Stored items:
>>>
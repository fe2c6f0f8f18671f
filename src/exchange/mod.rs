//! ═══════════════════════════════════════════════════════════════════════════
//! 🔄 EXCHANGE CLIENT — order placement surface + retry handling
//!
//! Thin async trait over whatever perpetual-futures REST/WS API a session is
//! wired to. Grid and copy bots depend only on this trait, never on a
//! concrete venue client, so a simulated double can stand in for tests.
//! ═══════════════════════════════════════════════════════════════════════════

use async_trait::async_trait;
use log::{info, warn};
use rust_decimal::Decimal;
use serde::{Deserialize, Serialize};
use std::collections::HashMap;
use std::sync::atomic::{AtomicU64, Ordering};
use std::sync::Arc;
use std::time::Duration;
use tokio::sync::Mutex;

#[derive(Debug, Clone, Copy, PartialEq, Eq, Serialize, Deserialize)]
pub enum OrderSideApi {
    Buy,
    Sell,
}

#[derive(Debug, Clone, Serialize, Deserialize)]
pub struct OrderAck {
    pub order_id: String,
    pub symbol: String,
    pub side: OrderSideApi,
    pub price: Option<Decimal>,
    pub quantity: Decimal,
}

#[derive(Debug, Clone, Serialize, Deserialize)]
pub struct OrderBookLevel {
    pub price: Decimal,
    pub quantity: Decimal,
}

#[derive(Debug, Clone, Serialize, Deserialize, Default)]
pub struct OrderBook {
    pub bids: Vec<OrderBookLevel>,
    pub asks: Vec<OrderBookLevel>,
}

#[derive(Debug, Clone, Serialize, Deserialize)]
pub struct PositionSnapshot {
    pub symbol: String,
    pub side: OrderSideApi,
    pub quantity: Decimal,
    pub entry_price: Decimal,
    pub mark_price: Decimal,
    pub unrealized_pnl: Decimal,
}

/// Venue surface every bot depends on. Implementations are expected to
/// retry transient failures themselves (see `RetryHandler`) — callers treat
/// an `Err` as final.
#[async_trait]
pub trait ExchangeClient: Send + Sync {
    async fn create_limit_order(&self, symbol: &str, side: OrderSideApi, price: Decimal, quantity: Decimal) -> Result<OrderAck, ExchangeCallError>;

    async fn create_market_order(&self, symbol: &str, side: OrderSideApi, quantity: Decimal) -> Result<OrderAck, ExchangeCallError>;

    async fn cancel_order(&self, symbol: &str, order_id: &str) -> Result<(), ExchangeCallError>;

    async fn cancel_orders(&self, symbol: &str, order_ids: &[String]) -> Vec<Result<(), ExchangeCallError>>;

    async fn get_positions(&self, symbol: &str) -> Result<Vec<PositionSnapshot>, ExchangeCallError>;

    async fn get_orderbook(&self, symbol: &str, depth: usize) -> Result<OrderBook, ExchangeCallError>;

    async fn get_orders(&self, symbol: &str) -> Result<Vec<OrderAck>, ExchangeCallError>;
}

#[derive(Debug, Clone, thiserror::Error)]
pub enum ExchangeCallError {
    #[error("venue rejected order: {0}")]
    Rejected(String),
    #[error("network error: {0}")]
    Network(String),
    #[error("rate limited, retry after {0:?}")]
    RateLimited(Duration),
    #[error("timeout after {0:?}")]
    Timeout(Duration),
    #[error("unknown order: {0}")]
    UnknownOrder(String),
}

impl ExchangeCallError {
    pub fn is_retryable(&self) -> bool {
        matches!(self, ExchangeCallError::Network(_) | ExchangeCallError::RateLimited(_) | ExchangeCallError::Timeout(_))
    }
}

/// Wraps any `ExchangeClient` call with the shared retry policy: 3 attempts,
/// base delay 1s, capped at 30s, with jitter to avoid thundering-herd retries
/// across many sessions sharing one venue.
pub struct RetryHandler {
    max_attempts: u32,
    base_delay: Duration,
    max_delay: Duration,
}

impl Default for RetryHandler {
    fn default() -> Self {
        Self { max_attempts: 3, base_delay: Duration::from_secs(1), max_delay: Duration::from_secs(30) }
    }
}

impl RetryHandler {
    pub fn new(max_attempts: u32, base_delay: Duration, max_delay: Duration) -> Self {
        Self { max_attempts, base_delay, max_delay }
    }

    fn delay_for(&self, attempt: u32) -> Duration {
        let exp = 2u64.saturating_pow(attempt.min(8));
        let scaled = self.base_delay.as_millis() as u64 * exp;
        let jitter_ms = fastrand::u64(0..=250);
        Duration::from_millis(scaled.saturating_add(jitter_ms)).min(self.max_delay)
    }

    pub async fn run<F, Fut, T>(&self, op_name: &str, mut f: F) -> Result<T, ExchangeCallError>
    where
        F: FnMut() -> Fut,
        Fut: std::future::Future<Output = Result<T, ExchangeCallError>>,
    {
        let mut attempt = 0;
        loop {
            match f().await {
                Ok(v) => return Ok(v),
                Err(e) if e.is_retryable() && attempt + 1 < self.max_attempts => {
                    let delay = self.delay_for(attempt);
                    warn!("{} failed ({}), retrying in {:?} (attempt {}/{})", op_name, e, delay, attempt + 1, self.max_attempts);
                    tokio::time::sleep(delay).await;
                    attempt += 1;
                }
                Err(e) => return Err(e),
            }
        }
    }
}

struct SimState {
    orders: HashMap<String, OrderAck>,
    positions: HashMap<String, PositionSnapshot>,
}

/// In-memory exchange double used by session tests and dry-run sessions.
/// Every call succeeds deterministically; no network I/O, no retries needed.
pub struct SimulatedExchangeClient {
    next_id: AtomicU64,
    state: Mutex<SimState>,
}

impl Default for SimulatedExchangeClient {
    fn default() -> Self {
        Self::new()
    }
}

impl SimulatedExchangeClient {
    pub fn new() -> Self {
        Self {
            next_id: AtomicU64::new(1),
            state: Mutex::new(SimState { orders: HashMap::new(), positions: HashMap::new() }),
        }
    }

    fn next_order_id(&self) -> String {
        format!("SIM-{}", self.next_id.fetch_add(1, Ordering::SeqCst))
    }
}

#[async_trait]
impl ExchangeClient for SimulatedExchangeClient {
    async fn create_limit_order(&self, symbol: &str, side: OrderSideApi, price: Decimal, quantity: Decimal) -> Result<OrderAck, ExchangeCallError> {
        let ack = OrderAck { order_id: self.next_order_id(), symbol: symbol.to_string(), side, price: Some(price), quantity };
        self.state.lock().await.orders.insert(ack.order_id.clone(), ack.clone());
        info!("simulated limit order placed: {} {} {} @ {}", symbol, side_label(side), quantity, price);
        Ok(ack)
    }

    async fn create_market_order(&self, symbol: &str, side: OrderSideApi, quantity: Decimal) -> Result<OrderAck, ExchangeCallError> {
        let ack = OrderAck { order_id: self.next_order_id(), symbol: symbol.to_string(), side, price: None, quantity };
        self.state.lock().await.orders.insert(ack.order_id.clone(), ack.clone());
        info!("simulated market order placed: {} {} {}", symbol, side_label(side), quantity);
        Ok(ack)
    }

    async fn cancel_order(&self, _symbol: &str, order_id: &str) -> Result<(), ExchangeCallError> {
        let mut state = self.state.lock().await;
        if state.orders.remove(order_id).is_none() {
            return Err(ExchangeCallError::UnknownOrder(order_id.to_string()));
        }
        Ok(())
    }

    async fn cancel_orders(&self, symbol: &str, order_ids: &[String]) -> Vec<Result<(), ExchangeCallError>> {
        let mut results = Vec::with_capacity(order_ids.len());
        for id in order_ids {
            results.push(self.cancel_order(symbol, id).await);
        }
        results
    }

    async fn get_positions(&self, symbol: &str) -> Result<Vec<PositionSnapshot>, ExchangeCallError> {
        let state = self.state.lock().await;
        Ok(state.positions.get(symbol).cloned().into_iter().collect())
    }

    async fn get_orderbook(&self, _symbol: &str, _depth: usize) -> Result<OrderBook, ExchangeCallError> {
        Ok(OrderBook::default())
    }

    async fn get_orders(&self, symbol: &str) -> Result<Vec<OrderAck>, ExchangeCallError> {
        let state = self.state.lock().await;
        Ok(state.orders.values().filter(|o| o.symbol == symbol).cloned().collect())
    }
}

fn side_label(side: OrderSideApi) -> &'static str {
    match side {
        OrderSideApi::Buy => "BUY",
        OrderSideApi::Sell => "SELL",
    }
}

pub type SharedExchangeClient = Arc<dyn ExchangeClient>;

#[cfg(test)]
mod tests {
    use super::*;
    use rust_decimal_macros::dec;

    #[tokio::test]
    async fn simulated_client_places_and_cancels_orders() {
        let client = SimulatedExchangeClient::new();
        let ack = client.create_limit_order("PERP_BTC_USDC", OrderSideApi::Buy, dec!(42000), dec!(1.0)).await.unwrap();
        assert_eq!(client.get_orders("PERP_BTC_USDC").await.unwrap().len(), 1);
        client.cancel_order("PERP_BTC_USDC", &ack.order_id).await.unwrap();
        assert_eq!(client.get_orders("PERP_BTC_USDC").await.unwrap().len(), 0);
    }

    #[tokio::test]
    async fn cancel_unknown_order_errors() {
        let client = SimulatedExchangeClient::new();
        let err = client.cancel_order("PERP_BTC_USDC", "nope").await.unwrap_err();
        assert!(matches!(err, ExchangeCallError::UnknownOrder(_)));
    }

    #[tokio::test]
    async fn retry_handler_retries_transient_errors_then_succeeds() {
        let retry = RetryHandler::new(3, Duration::from_millis(1), Duration::from_millis(5));
        let attempts = std::sync::atomic::AtomicU32::new(0);
        let result = retry
            .run("test_op", || async {
                let n = attempts.fetch_add(1, Ordering::SeqCst);
                if n < 2 {
                    Err(ExchangeCallError::Network("boom".into()))
                } else {
                    Ok(42)
                }
            })
            .await;
        assert_eq!(result.unwrap(), 42);
        assert_eq!(attempts.load(Ordering::SeqCst), 3);
    }

    #[tokio::test]
    async fn retry_handler_does_not_retry_rejected() {
        let retry = RetryHandler::default();
        let attempts = std::sync::atomic::AtomicU32::new(0);
        let result: Result<(), ExchangeCallError> = retry
            .run("test_op", || async {
                attempts.fetch_add(1, Ordering::SeqCst);
                Err(ExchangeCallError::Rejected("bad price".into()))
            })
            .await;
        assert!(result.is_err());
        assert_eq!(attempts.load(Ordering::SeqCst), 1);
    }
}
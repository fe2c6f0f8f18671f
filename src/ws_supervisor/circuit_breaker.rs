//! Circuit breaker gating reconnect attempts — not trading. Same shape as a
//! drawdown breaker (trip threshold + cooldown timer + status snapshot) but
//! trips on consecutive *connection* failures instead of consecutive losses.

use log::{error, info, warn};
use std::time::{Duration, Instant};

const TRIP_THRESHOLD: u32 = 6;
const OPEN_COOLDOWN: Duration = Duration::from_secs(120);
const HALF_OPEN_TEST_BUDGET: u32 = 2;

#[derive(Debug, Clone, Copy, PartialEq, Eq)]
pub enum CircuitState {
    Closed,
    Open,
    HalfOpen,
}

#[derive(Debug)]
pub struct ReconnectCircuitBreaker {
    state: CircuitState,
    consecutive_failures: u32,
    half_open_successes: u32,
    half_open_attempts: u32,
    opened_at: Option<Instant>,
}

impl ReconnectCircuitBreaker {
    pub fn new() -> Self {
        Self {
            state: CircuitState::Closed,
            consecutive_failures: 0,
            half_open_successes: 0,
            half_open_attempts: 0,
            opened_at: None,
        }
    }

    pub fn state(&self) -> CircuitState {
        self.state
    }

    /// Whether a reconnect attempt may proceed right now. Transitions
    /// OPEN → HALF_OPEN once the cooldown has elapsed.
    pub fn allow_attempt(&mut self) -> bool {
        match self.state {
            CircuitState::Closed => true,
            CircuitState::HalfOpen => self.half_open_attempts < HALF_OPEN_TEST_BUDGET,
            CircuitState::Open => {
                if let Some(opened_at) = self.opened_at {
                    if opened_at.elapsed() >= OPEN_COOLDOWN {
                        info!("circuit breaker cooldown elapsed — entering HALF_OPEN");
                        self.state = CircuitState::HalfOpen;
                        self.half_open_attempts = 0;
                        self.half_open_successes = 0;
                        return true;
                    }
                }
                false
            }
        }
    }

    pub fn record_success(&mut self) {
        match self.state {
            CircuitState::HalfOpen => {
                self.half_open_attempts += 1;
                self.half_open_successes += 1;
                if self.half_open_successes >= HALF_OPEN_TEST_BUDGET {
                    info!("circuit breaker CLOSED after {} successful test attempts", self.half_open_successes);
                    self.close();
                }
            }
            CircuitState::Closed => {
                self.consecutive_failures = 0;
            }
            CircuitState::Open => {}
        }
    }

    pub fn record_failure(&mut self) {
        match self.state {
            CircuitState::HalfOpen => {
                warn!("test attempt failed in HALF_OPEN — re-opening circuit breaker");
                self.half_open_attempts += 1;
                self.open();
            }
            CircuitState::Closed => {
                self.consecutive_failures += 1;
                if self.consecutive_failures >= TRIP_THRESHOLD {
                    error!(
                        "circuit breaker tripped after {} consecutive failures",
                        self.consecutive_failures
                    );
                    self.open();
                }
            }
            CircuitState::Open => {}
        }
    }

    fn open(&mut self) {
        self.state = CircuitState::Open;
        self.opened_at = Some(Instant::now());
    }

    fn close(&mut self) {
        self.state = CircuitState::Closed;
        self.consecutive_failures = 0;
        self.opened_at = None;
    }
}

impl Default for ReconnectCircuitBreaker {
    fn default() -> Self {
        Self::new()
    }
}

#[cfg(test)]
mod tests {
    use super::*;

    #[test]
    fn trips_after_six_consecutive_failures() {
        let mut cb = ReconnectCircuitBreaker::new();
        for _ in 0..5 {
            cb.record_failure();
            assert_eq!(cb.state(), CircuitState::Closed);
        }
        cb.record_failure();
        assert_eq!(cb.state(), CircuitState::Open);
    }

    #[test]
    fn half_open_closes_after_two_successes() {
        let mut cb = ReconnectCircuitBreaker::new();
        for _ in 0..6 {
            cb.record_failure();
        }
        cb.state = CircuitState::HalfOpen;
        cb.record_success();
        assert_eq!(cb.state(), CircuitState::HalfOpen);
        cb.record_success();
        assert_eq!(cb.state(), CircuitState::Closed);
    }

    #[test]
    fn half_open_failure_reopens() {
        let mut cb = ReconnectCircuitBreaker::new();
        cb.state = CircuitState::HalfOpen;
        cb.record_failure();
        assert_eq!(cb.state(), CircuitState::Open);
    }
}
<<<
Return from the data every line that holds "derive".

Worked solution:
#[derive(Debug, Clone, Copy, PartialEq, Eq, Serialize, Deserialize)]
#[derive(Debug, Clone, Serialize, Deserialize)]
#[derive(Debug, Clone, Serialize, Deserialize)]
#[derive(Debug, Clone, Serialize, Deserialize, Default)]
#[derive(Debug, Clone, Serialize, Deserialize)]
#[derive(Debug, Clone, thiserror::Error)]
#[derive(Debug, Clone, Copy, PartialEq, Eq)]
#[derive(Debug)]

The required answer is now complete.